There was always the potential that Formula One’s season finale would revolve around Michael Masi, the under-siege FIA race director, but few imagined it would be to such a degree.
By choosing to allow the lapped cars between Lewis Hamilton and Max Verstappen to overtake, and resume green-flag racing with just one lap to go of the Abu Dhabi Grand Prix on Monday (AEDT), Masi played into the hands of Red Bull and gave their driver the chance he needed on fresh tyres to overtake Hamilton and claim his first world title.
This season, Masi’s influence has been more prominent than at any time since he took the job in 2019. The teams’ radio feeds to him have been broadcast live around the world, adding to the spectacle, while also bringing more scrutiny.

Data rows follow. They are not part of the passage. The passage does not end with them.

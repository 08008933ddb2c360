//! # Register State
//!
//! The single `Register` shared by every command.
//!
//! ## Why a tokio Mutex?
//! Validation reads the cash balance and mutation changes it. Both, plus the
//! snapshot write, happen under one lock, so two rapid withdrawals can never
//! both see the pre-mutation balance. The lock is held across the snapshot
//! `.await`, which a `std::sync::Mutex` guard cannot be.

use std::sync::Arc;

use caixa_core::{Register, RegisterSnapshot, ReopenPolicy};
use tokio::sync::{Mutex, MutexGuard};

/// Shared handle to the register.
#[derive(Debug, Clone, Default)]
pub struct RegisterState {
    register: Arc<Mutex<Register>>,
}

impl RegisterState {
    /// Creates an empty register.
    pub fn new(policy: ReopenPolicy) -> Self {
        RegisterState {
            register: Arc::new(Mutex::new(Register::new().with_reopen_policy(policy))),
        }
    }

    /// Restores a register from the last saved snapshot.
    pub fn restore(snapshot: RegisterSnapshot, policy: ReopenPolicy) -> Self {
        RegisterState {
            register: Arc::new(Mutex::new(Register::from_snapshot(snapshot, policy))),
        }
    }

    /// Exclusive access to the register until the guard drops.
    pub async fn lock(&self) -> MutexGuard<'_, Register> {
        self.register.lock().await
    }

    /// Read-only access for queries.
    pub async fn with_register<F, R>(&self, f: F) -> R
    where
        F: FnOnce(&Register) -> R,
    {
        let register = self.register.lock().await;
        f(&register)
    }
}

The Australian, as the final grand prix proved, is capable of shaping not just an entire race but a full championship. It is no surprise then that he comes under so much pressure from warring teams.
It was his decision to deploy the virtual safety car when Antonio Giovinazzi parked his Alfa Romeo on the exit of turn nine, allowing marshals the safe environment needed to retrieve the stricken car. But even then, Masi was being lobbied by Mercedes team principal Toto Wolff, who pleaded: “No safety car please, Michael. It interferes with the racing.”

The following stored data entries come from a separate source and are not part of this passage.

//! # Sync Configuration
//!
//! ## Configuration Sources
//! ```text
//! ┌─────────────────────────────────────────────────────────────────────────┐
//! │                    Configuration Priority                               │
//! │                                                                         │
//! │  1. Environment Variables (highest priority)                           │
//! │     CAIXA_SYNC_ENDPOINT=https://script.example.com/exec                │
//! │     CAIXA_SYNC_MODE=offline                                            │
//! │     CAIXA_SYNC_INTERVAL_SECS=60                                        │
//! │     CAIXA_BACKEND_URL=https://xyz.supabase.co                          │
//! │     CAIXA_BACKEND_KEY=...                                              │
//! │                                                                         │
//! │  2. TOML Config File                                                   │
//! │     ~/.config/caixa/sync.toml (Linux)                                  │
//! │     ~/Library/Application Support/br.freitas.caixa/sync.toml (macOS)   │
//! │                                                                         │
//! │  3. Default Values (lowest priority)                                   │
//! │     SyncMode::Online, no endpoint, 60 s interval                       │
//! └─────────────────────────────────────────────────────────────────────────┘
//! ```
//!
//! ## Configuration File Format
//! ```toml
//! # sync.toml
//! [sync]
//! mode = "online"          # online | offline
//! endpoint = "https://script.example.com/exec"
//! interval_secs = 60
//! probe_interval_secs = 10
//! # request_timeout_secs = 15   (unset = no timeout)
//!
//! [backend]
//! url = "https://xyz.supabase.co"
//! api_key = "..."
//! ```

use serde::{Deserialize, Serialize};
use std::path::PathBuf;
use std::time::Duration;
use tracing::{debug, info, warn};
use url::Url;

use crate::error::{SyncError, SyncResult};

// =============================================================================
// Sync Mode
// =============================================================================

/// Whether this register talks to the outside world at all.
///
/// ```text
/// ONLINE (Default)                     OFFLINE
/// ────────────────                     ───────
/// • Agent runs passes on interval,     • Agent never starts
///   trigger and reconnect              • Outbox still fills up and is
/// • Events mirrored to the backend       delivered once switched back
/// ```
#[derive(Debug, Clone, Copy, PartialEq, Eq, Default, Serialize, Deserialize)]
#[serde(rename_all = "snake_case")]
pub enum SyncMode {
    #[default]
    Online,
    Offline,
}

impl SyncMode {
    pub fn is_sync_enabled(&self) -> bool {
        matches!(self, SyncMode::Online)
    }
}

impl std::fmt::Display for SyncMode {
    fn fmt(&self, f: &mut std::fmt::Formatter<'_>) -> std::fmt::Result {
        match self {
            SyncMode::Online => write!(f, "online"),
            SyncMode::Offline => write!(f, "offline"),
        }
    }
}

impl std::str::FromStr for SyncMode {
    type Err = SyncError;

    fn from_str(s: &str) -> Result<Self, Self::Err> {
        match s.trim().to_lowercase().as_str() {
            "online" | "on" | "enabled" => Ok(SyncMode::Online),
            "offline" | "off" | "disabled" => Ok(SyncMode::Offline),
            other => Err(SyncError::InvalidConfig(format!(
                "Unknown sync mode: '{}'. Valid options: online, offline",
                other
            ))),
        }
    }
}

// =============================================================================
// Sync Settings
// =============================================================================

/// Outbox delivery settings.
#[derive(Debug, Clone, PartialEq, Serialize, Deserialize)]
pub struct SyncSettings {
    #[serde(default)]
    pub mode: SyncMode,

    /// Where outbox envelopes are POSTed. Without one the agent only
    /// accumulates entries.
    #[serde(default)]
    pub endpoint: Option<String>,

    /// Seconds between periodic passes.
    #[serde(default = "default_interval")]
    pub interval_secs: u64,

    /// Seconds between connectivity probes (drives the reconnect trigger).
    #[serde(default = "default_probe_interval")]
    pub probe_interval_secs: u64,

    /// Per-request timeout. Unset means requests may take as long as the
    /// network does.
    #[serde(default)]
    pub request_timeout_secs: Option<u64>,
}

fn default_interval() -> u64 {
    60
}

fn default_probe_interval() -> u64 {
    10
}

impl Default for SyncSettings {
    fn default() -> Self {
        SyncSettings {
            mode: SyncMode::default(),
            endpoint: None,
            interval_secs: default_interval(),
            probe_interval_secs: default_probe_interval(),
            request_timeout_secs: None,
        }
    }
}

// =============================================================================
// Backend Settings
// =============================================================================

/// Relational backend (PostgREST) used for mirroring shifts and transactions.
#[derive(Debug, Clone, Default, PartialEq, Serialize, Deserialize)]
pub struct BackendSettings {
    /// Project base URL; `/rest/v1/` is appended per table.
    #[serde(default)]
    pub url: Option<String>,

    /// Sent as both `apikey` and bearer token.
    #[serde(default)]
    pub api_key: Option<String>,
}

impl BackendSettings {
    /// Mirroring only happens with both URL and key present.
    pub fn is_configured(&self) -> bool {
        self.url.as_deref().is_some_and(|u| !u.trim().is_empty())
            && self.api_key.as_deref().is_some_and(|k| !k.trim().is_empty())
    }
}

// =============================================================================
// Main Sync Configuration
// =============================================================================

/// Complete sync configuration.
#[derive(Debug, Clone, Default, PartialEq, Serialize, Deserialize)]
pub struct SyncConfig {
    #[serde(default)]
    pub sync: SyncSettings,

    #[serde(default)]
    pub backend: BackendSettings,
}

impl SyncConfig {
    pub fn new() -> Self {
        Self::default()
    }

    /// Loads configuration from file, environment, and defaults.
    ///
    /// ## Load Order (later overrides earlier)
    /// 1. Default values
    /// 2. Config file (sync.toml)
    /// 3. Environment variables
    pub fn load(config_path: Option<PathBuf>) -> SyncResult<Self> {
        let mut config = Self::default();

        if let Some(path) = config_path.or_else(Self::default_config_path) {
            if path.exists() {
                info!(?path, "Loading sync config from file");
                let contents = std::fs::read_to_string(&path)?;
                config = toml::from_str(&contents)?;
            } else {
                debug!(?path, "Config file not found, using defaults");
            }
        }

        config.apply_overrides(|key| std::env::var(key).ok());
        config.validate()?;

        Ok(config)
    }

    /// Loads config or returns default if load fails.
    pub fn load_or_default(config_path: Option<PathBuf>) -> Self {
        Self::load(config_path).unwrap_or_else(|e| {
            warn!("Failed to load sync config: {}. Using defaults.", e);
            Self::default()
        })
    }

    pub fn validate(&self) -> SyncResult<()> {
        if let Some(ref endpoint) = self.sync.endpoint {
            parse_http_url(endpoint)?;
        }

        if let Some(ref url) = self.backend.url {
            parse_http_url(url)?;
        }

        if self.sync.interval_secs == 0 {
            return Err(SyncError::InvalidConfig(
                "interval_secs must be greater than 0".into(),
            ));
        }

        if self.sync.probe_interval_secs == 0 {
            return Err(SyncError::InvalidConfig(
                "probe_interval_secs must be greater than 0".into(),
            ));
        }

        if self.sync.request_timeout_secs == Some(0) {
            return Err(SyncError::InvalidConfig(
                "request_timeout_secs must be greater than 0 when set".into(),
            ));
        }

        Ok(())
    }

    /// Applies overrides from a variable lookup (the process environment in
    /// production).
    fn apply_overrides<F>(&mut self, lookup: F)
    where
        F: Fn(&str) -> Option<String>,
    {
        if let Some(endpoint) = lookup("CAIXA_SYNC_ENDPOINT") {
            debug!(endpoint = %endpoint, "Overriding sync endpoint from environment");
            self.sync.endpoint = Some(endpoint);
        }

        if let Some(mode) = lookup("CAIXA_SYNC_MODE") {
            match mode.parse() {
                Ok(parsed) => {
                    debug!(mode = %mode, "Overriding sync mode from environment");
                    self.sync.mode = parsed;
                }
                Err(_) => warn!(mode = %mode, "Unknown sync mode in environment"),
            }
        }

        if let Some(interval) = lookup("CAIXA_SYNC_INTERVAL_SECS") {
            match interval.parse::<u64>() {
                Ok(secs) => self.sync.interval_secs = secs,
                Err(_) => warn!(value = %interval, "Invalid CAIXA_SYNC_INTERVAL_SECS"),
            }
        }

        if let Some(url) = lookup("CAIXA_BACKEND_URL") {
            debug!(url = %url, "Overriding backend URL from environment");
            self.backend.url = Some(url);
        }

        if let Some(key) = lookup("CAIXA_BACKEND_KEY") {
            self.backend.api_key = Some(key);
        }
    }

    fn default_config_path() -> Option<PathBuf> {
        directories::ProjectDirs::from("br", "freitas", "caixa")
            .map(|dirs| dirs.config_dir().join("sync.toml"))
    }

    // =========================================================================
    // Convenience Methods
    // =========================================================================

    pub fn mode(&self) -> SyncMode {
        self.sync.mode
    }

    pub fn is_sync_enabled(&self) -> bool {
        self.sync.mode.is_sync_enabled()
    }

    pub fn endpoint(&self) -> Option<&str> {
        self.sync.endpoint.as_deref()
    }

    pub fn interval(&self) -> Duration {
        Duration::from_secs(self.sync.interval_secs)
    }

    pub fn probe_interval(&self) -> Duration {
        Duration::from_secs(self.sync.probe_interval_secs)
    }

    pub fn request_timeout(&self) -> Option<Duration> {
        self.sync.request_timeout_secs.map(Duration::from_secs)
    }
}

/// Parses a URL and requires an http(s) scheme.
pub(crate) fn parse_http_url(raw: &str) -> SyncResult<Url> {
    let url = Url::parse(raw.trim())?;
    match url.scheme() {
        "http" | "https" => Ok(url),
        other => Err(SyncError::InvalidUrl(format!(
            "URL must use http:// or https://, got {}://",
            other
        ))),
    }
}

#[cfg(test)]
mod tests {
    use super::*;
    use std::collections::HashMap;

    #[test]
    fn test_sync_mode_parsing() {
        assert_eq!("online".parse::<SyncMode>().unwrap(), SyncMode::Online);
        assert_eq!("OFFLINE".parse::<SyncMode>().unwrap(), SyncMode::Offline);
        assert_eq!("disabled".parse::<SyncMode>().unwrap(), SyncMode::Offline);
        assert!("primary".parse::<SyncMode>().is_err());
    }

    #[test]
    fn test_default_config() {
        let config = SyncConfig::default();
        assert_eq!(config.mode(), SyncMode::Online);
        assert_eq!(config.interval(), Duration::from_secs(60));
        assert!(config.endpoint().is_none());
        assert!(config.request_timeout().is_none());
        assert!(!config.backend.is_configured());
        assert!(config.validate().is_ok());
    }

    #[test]
    fn test_config_validation() {
        let mut config = SyncConfig::default();

        config.sync.endpoint = Some("ftp://example.com".into());
        assert!(matches!(config.validate(), Err(SyncError::InvalidUrl(_))));

        config.sync.endpoint = Some("not a url".into());
        assert!(config.validate().is_err());

        config.sync.endpoint = Some("https://script.example.com/exec".into());
        assert!(config.validate().is_ok());

        config.sync.interval_secs = 0;
        assert!(matches!(config.validate(), Err(SyncError::InvalidConfig(_))));

        config.sync.interval_secs = 60;
        config.sync.request_timeout_secs = Some(0);
        assert!(config.validate().is_err());
    }

    #[test]
    fn test_overrides() {
        let vars: HashMap<&str, &str> = [
            ("CAIXA_SYNC_ENDPOINT", "https://sync.example.com"),
            ("CAIXA_SYNC_MODE", "offline"),
            ("CAIXA_SYNC_INTERVAL_SECS", "15"),
            ("CAIXA_BACKEND_URL", "https://db.example.com"),
            ("CAIXA_BACKEND_KEY", "anon-key"),
        ]
        .into_iter()
        .collect();

        let mut config = SyncConfig::default();
        config.apply_overrides(|k| vars.get(k).map(|v| v.to_string()));

        assert_eq!(config.endpoint(), Some("https://sync.example.com"));
        assert_eq!(config.mode(), SyncMode::Offline);
        assert_eq!(config.sync.interval_secs, 15);
        assert!(config.backend.is_configured());
    }

    #[test]
    fn test_bad_override_values_are_ignored() {
        let mut config = SyncConfig::default();
        config.apply_overrides(|k| match k {
            "CAIXA_SYNC_MODE" => Some("sideways".into()),
            "CAIXA_SYNC_INTERVAL_SECS" => Some("soon".into()),
            _ => None,
        });

        assert_eq!(config, SyncConfig::default());
    }

    #[test]
    fn test_toml_round_trip() {
        let toml_str = r#"
            [sync]
            mode = "offline"
            endpoint = "https://script.example.com/exec"
            request_timeout_secs = 20

            [backend]
            url = "https://xyz.supabase.co"
        "#;

        let config: SyncConfig = toml::from_str(toml_str).unwrap();
        assert_eq!(config.mode(), SyncMode::Offline);
        assert_eq!(config.sync.interval_secs, 60);
        assert_eq!(config.request_timeout(), Some(Duration::from_secs(20)));
        assert!(!config.backend.is_configured());

        let written = toml::to_string_pretty(&config).unwrap();
        assert!(written.contains("[sync]"));
        let reparsed: SyncConfig = toml::from_str(&written).unwrap();
        assert_eq!(reparsed, config);
    }

    #[test]
    fn test_load_missing_file_uses_defaults() {
        let path = std::env::temp_dir().join("caixa-sync-config-does-not-exist.toml");
        let config = SyncConfig::load_or_default(Some(path));
        assert_eq!(config.sync.interval_secs, SyncSettings::default().interval_secs);
    }
}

It was also his decision to call on the safety car when Williams’ Nicholas Latifi hit the wall at turn 14, which, with just five laps remaining, looked to have delivered a flat finish to what had been one of the all-time great title duels.
F1 race director Michael Masi.Credit:Joe Armao
But Masi would have one more instrumental call to make, and after Wolff’s adversary Christian Horner offered his thoughts from the Red Bull pit lane, he elected to finish the season with a one-lap shootout for the championship.
Hamilton, on tyres well past their best, knew he had no chance of fending off Verstappen, who had just stopped for fresh tyres. Mercedes knew it, too, as an enraged Wolff berated Masi on the team radio.
Masi had been forced to intervene no fewer than four times at the previous week’s Saudi Arabia Grand Prix, but that event paled in comparison to the Abu Dhabi drama.
It was by far the most delicate situation Masi has had to deal with since replacing the late Charlie Whiting as race director following his sudden death on the eve of the Australian Grand Prix in 2019. The 42-year-old is the race director and safety delegate for every grand prix. He took on the role having worked at just nine previous races.
It is Masi’s job to know everything that is happening at any given time on a race weekend. Collisions, drivers exceeding track limits, the deployment of the safety car and enforcing FIA rules are some of the issues he must deal with.
It had been expected that Verstappen’s robust tactics when fighting against Hamilton would be Masi’s biggest concern in Abu Dhabi.
Masi had warned that driving in an unsportsmanlike manner could result in suspension or lost points.
He singled out a regulation which deals with “any infringement of the principles of fairness in competition, behaviour in an unsportsmanlike manner or attempt to influence the result of a competition in a way that is contrary to sporting ethics”.
However, his decision to allow the race to resume caused a storm and brought with it serious ramifications not just for the end of the 2021 campaign, but quite likely for following years, too.
This will not be the last time you hear the name Michael Masi.